Allahü teâlâdan bütün isteklerine kavuştu. Bu sırada Sultân-ül-Ulemâ Behâeddîn
Veled, âilesiyle birlikte Anadolu'ya göç etti. Riyâzetini tamamlayıp, hocasını
ziyâret için Belh'e geldiğinde, onun Anadolu'ya hicret ettiğini öğrenince
Tirmiz'e yerleşti.
Seyyid
Burhâneddîn bir gün Tirmiz'de âlimler ile oturmuş sohbet ediyordu. Birden;
"Eyvâh! Üstâdım gitti. Âlimlerin sultanı efendim vefât etti. Bizi terkederek
bekâ âlemine göç eyledi." diyerek ağlamaya başladı. Hâlbuki, hocasının bulunduğu
yer ile kendisi arasında binlerce kilometrelik mesâfe vardı. Hocasının vefât
ettiğini kalp gözüyle anlamıştı. Hocasının vefâtından sonra, günlerini gâyet
mahzûn ve dertli olarak geçirdi. Bir gece rüyâsında hocasını gördü. Hocası ona;
"Burhâneddîn! Benim Celâleddîn Muhammed'imi nasıl yalnız bıraktın? Bu hâl,
lalalık ve atabeklik vazîfene yakışmaz." buyurdu. O da bu işâret üzerine;
"Hocamın oğlu Celâleddîn Muhammed yalnız kalmıştır ve beni beklemektedir.
Anadolu diyârına gitmek, onun hizmetinde bulunmak ve hocamın bana bıraktığı bu
ilmi ona teslim etmek bizzat bana farz olmuştur." diyerek yola çıktı.
Tirmiz'deki âlimler bu büyük velînin gitmesine çok üzüldüler.
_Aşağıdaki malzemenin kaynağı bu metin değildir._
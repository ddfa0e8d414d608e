use diesel::prelude::*;

use crate::schema::{pizzas, restaurant_pizzas, restaurants};

#[derive(Queryable, Selectable, Identifiable, Debug, PartialEq)]
#[diesel(table_name = restaurants)]
pub struct Restaurant {
    pub id: i32,
    pub name: String,
    pub address: String,
}

#[derive(Queryable, Selectable, Identifiable, Debug, PartialEq)]
#[diesel(table_name = pizzas)]
pub struct Pizza {
    pub id: i32,
    pub name: String,
    pub ingredients: String,
}

#[derive(Queryable, Selectable, Identifiable, Associations, Debug, PartialEq)]
#[diesel(belongs_to(Restaurant))]
#[diesel(belongs_to(Pizza))]
#[diesel(table_name = restaurant_pizzas)]
pub struct RestaurantPizza {
    pub id: i32,
    pub price: i32,
    pub restaurant_id: i32,
    pub pizza_id: i32,
}

#[derive(Insertable, Debug)]
#[diesel(table_name = restaurants)]
pub struct NewRestaurant {
    pub name: String,
    pub address: String,
}

#[derive(Insertable, Debug)]
#[diesel(table_name = pizzas)]
pub struct NewPizza {
    pub name: String,
    pub ingredients: String,
}

#[derive(Insertable, Debug)]
#[diesel(table_name = restaurant_pizzas)]
pub struct NewRestaurantPizza {
    pub price: i32,
    pub restaurant_id: i32,
    pub pizza_id: i32,
}
use axum::{http::StatusCode, response::Json, routing::post, Router};
use diesel::{insert_into, prelude::*, result::Error::NotFound};
use tracing::instrument;

use crate::error::ApiError;
use crate::serializer::{
    serialize_created_restaurant_pizza, ApiErrorsResponse, CreateRestaurantPizzaRequest,
    CreateRestaurantPizzaResponse,
};
use crate::{establish_connection, models, schema};

pub fn router() -> Router {
    Router::new().route("/restaurant_pizzas", post(create_restaurant_pizza))
}

#[utoipa::path(
    post,
    path = "/restaurant_pizzas",
    request_body = CreateRestaurantPizzaRequest,
    responses(
        (status = 201, description = "Offer created", body = CreateRestaurantPizzaResponse),
        (status = 400, description = "Price missing or out of range", body = ApiErrorsResponse),
        (status = 404, description = "Restaurant or pizza not found", body = ApiErrorsResponse),
    ),
    tag = "restaurant_pizzas"
)]
#[instrument]
pub async fn create_restaurant_pizza(
    Json(payload): Json<CreateRestaurantPizzaRequest>,
) -> Result<(StatusCode, Json<CreateRestaurantPizzaResponse>), ApiError> {
    // An absent price fails the same way as one outside [1, 30]
    let offered_price = match payload.price {
        Some(p) if (1..=30).contains(&p) => p,
        _ => return Err(ApiError::PriceOutOfRange),
    };

    let conn = &mut establish_connection();

    let restaurant = find_restaurant(conn, payload.restaurant_id)?;
    let pizza = find_pizza(conn, payload.pizza_id)?;
    let (restaurant, pizza) = match (restaurant, pizza) {
        (Some(restaurant), Some(pizza)) => (restaurant, pizza),
        _ => return Err(ApiError::ReferenceNotFound),
    };

    let offer = conn
        .transaction::<models::RestaurantPizza, diesel::result::Error, _>(|conn| {
            insert_into(schema::restaurant_pizzas::table)
                .values(models::NewRestaurantPizza {
                    price: offered_price,
                    restaurant_id: restaurant.id,
                    pizza_id: pizza.id,
                })
                .returning(models::RestaurantPizza::as_returning())
                .get_result(conn)
        })
        .map_err(|e| ApiError::CreateFailed(e.to_string()))?;

    Ok((
        StatusCode::CREATED,
        Json(serialize_created_restaurant_pizza(&offer, &restaurant, &pizza)),
    ))
}

fn find_restaurant(
    conn: &mut PgConnection,
    restaurant_id: Option<i32>,
) -> Result<Option<models::Restaurant>, ApiError> {
    let Some(restaurant_id) = restaurant_id else {
        return Ok(None);
    };

    match schema::restaurants::table
        .find(restaurant_id)
        .select(models::Restaurant::as_select())
        .first(conn)
    {
        Ok(restaurant) => Ok(Some(restaurant)),
        Err(NotFound) => Ok(None),
        Err(e) => Err(e.into()),
    }
}

fn find_pizza(
    conn: &mut PgConnection,
    pizza_id: Option<i32>,
) -> Result<Option<models::Pizza>, ApiError> {
    let Some(pizza_id) = pizza_id else {
        return Ok(None);
    };

    match schema::pizzas::table
        .find(pizza_id)
        .select(models::Pizza::as_select())
        .first(conn)
    {
        Ok(pizza) => Ok(Some(pizza)),
        Err(NotFound) => Ok(None),
        Err(e) => Err(e.into()),
    }
}
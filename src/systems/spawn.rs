//! Monster spawning.
//!
//! All placement goes through [`MonsterSpawner`], so positions come from a
//! single RNG and stay inside the play area.

use bevy_ecs::prelude::*;
use log::{debug, info};

use crate::components::boxcollider::BoxCollider;
use crate::components::mapposition::MapPosition;
use crate::components::monster::{MONSTER_SIZE, Monster, MonsterKind};
use crate::components::sprite::Sprite;
use crate::resources::screensize::ScreenSize;
use crate::resources::spawner::MonsterSpawner;
use crate::resources::worldtime::WorldTime;

pub fn monster_bundle(kind: MonsterKind, x: f32, y: f32) -> (Monster, MapPosition, Sprite, BoxCollider) {
    (
        Monster::new(kind),
        MapPosition::new(x, y),
        Sprite::textured(kind.texture_key(), MONSTER_SIZE, MONSTER_SIZE),
        BoxCollider::new(MONSTER_SIZE, MONSTER_SIZE),
    )
}

/// Spawn one monster of `kind` at a random position.
pub fn spawn_monster(
    commands: &mut Commands,
    spawner: &mut MonsterSpawner,
    screen: &ScreenSize,
    kind: MonsterKind,
) -> Entity {
    let (x, y) = spawner.random_position(screen);
    let entity = commands.spawn(monster_bundle(kind, x, y)).id();
    debug!("Spawned {:?} monster at ({}, {})", kind, x, y);
    entity
}

/// Bulk population: one monster of every kind.
pub fn populate_monsters(commands: &mut Commands, spawner: &mut MonsterSpawner, screen: &ScreenSize) {
    for kind in MonsterKind::ALL {
        spawn_monster(commands, spawner, screen, kind);
    }
    info!("Populated {} monsters", MonsterKind::ALL.len());
}

/// Periodic top-up: every `spawn_delay` seconds spawn one monster while the
/// collection is below capacity.
pub fn monster_spawn_system(
    mut commands: Commands,
    mut spawner: ResMut<MonsterSpawner>,
    time: Res<WorldTime>,
    screen: Res<ScreenSize>,
    monsters: Query<(), With<Monster>>,
) {
    if !spawner.tick(time.delta) {
        return;
    }
    if !spawner.has_capacity(monsters.iter().count()) {
        return;
    }
    let kind = spawner.next_spawn_kind();
    spawn_monster(&mut commands, &mut spawner, &screen, kind);
}
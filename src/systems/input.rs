//! Keyboard polling.
//!
//! [`update_input_state`] reads raylib once per frame, refreshes every
//! [`BoolState`](crate::resources::input::BoolState) in
//! [`InputState`] and triggers one [`InputEvent`] per press or release. The
//! debug key also toggles the overlay through
//! [`SwitchDebugEvent`](crate::events::switchdebug::SwitchDebugEvent).
use bevy_ecs::prelude::*;

use crate::events::input::{InputAction, InputEvent};
use crate::events::switchdebug::SwitchDebugEvent;
use crate::resources::input::InputState;

pub fn update_input_state(
    mut input: ResMut<InputState>,
    rl: NonSend<raylib::RaylibHandle>,
    mut commands: Commands,
) {
    for action in InputAction::ALL {
        let state = input.state_mut(action);
        let key = state.key_binding;
        state.active = rl.is_key_down(key);
        state.just_pressed = rl.is_key_pressed(key);
        state.just_released = rl.is_key_released(key);

        if state.just_pressed {
            commands.trigger(InputEvent::press(action));
            if action == InputAction::ToggleDebug {
                commands.trigger(SwitchDebugEvent {});
            }
        }
        if state.just_released {
            commands.trigger(InputEvent::release(action));
        }
    }
}
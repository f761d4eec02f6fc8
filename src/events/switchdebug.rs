//! Event and observer to toggle the debug overlay.
//!
//! Emitting a [`SwitchDebugEvent`] flips the presence of the [`DebugMode`]
//! resource. The renderer gates collider outlines and session counters on it.
use crate::resources::debugmode::DebugMode;
use bevy_ecs::observer::On;
use bevy_ecs::prelude::*;
use log::info;

/// Event used to toggle the [`DebugMode`] resource on/off.
#[derive(Event, Debug, Clone, Copy)]
pub struct SwitchDebugEvent {}

/// Observer that toggles the [`DebugMode`] resource.
pub fn switch_debug_observer(
    _trigger: On<SwitchDebugEvent>,
    mut commands: Commands,
    debug_mode: Option<Res<DebugMode>>,
) {
    if debug_mode.is_some() {
        commands.remove_resource::<DebugMode>();
        info!("Debug mode disabled");
    } else {
        commands.insert_resource(DebugMode {});
        info!("Debug mode enabled");
    }
}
Bir sene
yolculuktan sonra Konya'ya gelebildi.
Mevlânâ da,
babasının vefâtından dolayı fevkalâde hüzünlü ve kederli olduğundan hem biraz
teselli bulmak ve hem de ilim tahsîlini devâm ettirebilmek niyetiyle Karaman'a
kayınpederinin yanına gitmişti. Mevlânâ'nın ilim öğrenmek husûsunda pek gayretli
olduğunu, daha çocuk iken büyük bir âlim ve velî olacağını anlayan Seyyid
Burhâneddîn, mübârek hocasının emri olduğu için, onunla berâber olmayı arzu
ediyordu. Mevlânâ'nın; ilim, irfân ve velîlik yolunda yükselip yetişmesi için,
Karaman'a mektup yazarak Konya'ya gelmesini istedi. Mevlânâ mektubu alınca,
merhum babasının bu çok kıymetli talebesinin kendisiyle meşgûl olmak, kendisini
yetiştirmek üzere Konya'da bulunmasına pek fazla sevinip derhâl yola çıktı.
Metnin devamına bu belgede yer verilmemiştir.